==== Given data ====
use bevy_math::Vec3;
use chrono::NaiveDate;

use crate::claims::ClaimRecord;
use crate::core::{Color, PoolConfig};
use crate::grid::{CellId, GridDims};

pub fn pool() -> PoolBuilder {
    PoolBuilder {
        config: PoolConfig::default(),
    }
}

pub struct PoolBuilder {
    config: PoolConfig,
}

impl PoolBuilder {
    pub fn dims(mut self, days: u32, weight_steps: u32, hours: u32) -> Self {
        self.config.dims = GridDims::new(days, weight_steps, hours);
        self
    }

    pub fn base_date(mut self, date: NaiveDate) -> Self {
        self.config.base_date = date;
        self
    }

    /// Weight of step 0 and the increment per step.
    pub fn weights(mut self, base: f64, step: f64) -> Self {
        self.config.base_weight = base;
        self.config.weight_step = step;
        self
    }

    pub fn spacing(mut self, spacing: f32) -> Self {
        self.config.spacing = spacing;
        self
    }

    pub fn cell_size(mut self, size: f32) -> Self {
        self.config.cell_size = size;
        self
    }

    pub fn background_color(mut self, c: Color) -> Self {
        self.config.background = c;
        self
    }

    pub fn owner_color(mut self, owner: impl Into<String>, c: Color) -> Self {
        self.config.palette.owners.insert(owner.into(), c);
        self
    }

    pub fn fallback_color(mut self, c: Color) -> Self {
        self.config.palette.fallback = c;
        self
    }

    pub fn claim(mut self, id: CellId, owner: impl Into<String>) -> Self {
        self.config.claims.insert(id.0, ClaimRecord::claimed_by(owner));
        self
    }

    /// Load the placeholder claims the pool ships with.
    pub fn sample_claims(mut self) -> Self {
        self.config.claims.extend(PoolConfig::sample_claims());
        self
    }

    pub fn camera(mut self, eye: Vec3, target: Vec3) -> Self {
        self.config.camera.eye = eye;
        self.config.camera.target = target;
        self
    }

    /// Get the built config without running it
    pub fn build(self) -> crate::Result<PoolConfig> {
        self.config.validate()?;
        Ok(self.config)
    }

    /// Run the pool locally using Bevy (native only)
    #[cfg(not(target_arch = "wasm32"))]
    pub fn run_local(self) -> crate::Result<()> {
        let config = self.build()?;
        crate::runtime::run_pool(config);
        Ok(())
    }
}

#[cfg(test)]
mod tests {
    use super::*;

    #[test]
    fn builder_collects_settings() {
        let cfg = pool()
            .dims(7, 10, 24)
            .base_date(NaiveDate::from_ymd_opt(2026, 3, 1).unwrap())
            .weights(6.0, 0.25)
            .claim(CellId(3), "Alice")
            .owner_color("Zoe", Color::hex(0x00ff00))
            .build()
            .unwrap();

        assert_eq!(cfg.dims.total(), 7 * 10 * 24);
        assert_eq!(cfg.claim(CellId(3)).and_then(|r| r.owner()), Some("Alice"));
        assert_eq!(cfg.palette.owner_color("Zoe"), Color::hex(0x00ff00));
        let ix = cfg.indexer();
        let info = ix.to_info(ix.to_coordinate(CellId(24)).unwrap()).unwrap();
        assert!((info.weight - 6.25).abs() < 1e-9);
    }

    #[test]
    fn sample_claims_are_in_range() {
        let cfg = pool().sample_claims().build().unwrap();
        assert_eq!(cfg.claims.len(), 8);
        assert_eq!(cfg.claim(CellId(1234)).and_then(|r| r.owner()), Some("Bob"));
    }

    #[test]
    fn build_rejects_claim_outside_grid() {
        assert!(pool().dims(1, 1, 24).claim(CellId(24), "Alice").build().is_err());
    }
}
====
# About this exercise
Answer with one number: how many lines of the entries above include the word "String".

# Result for this exercise
2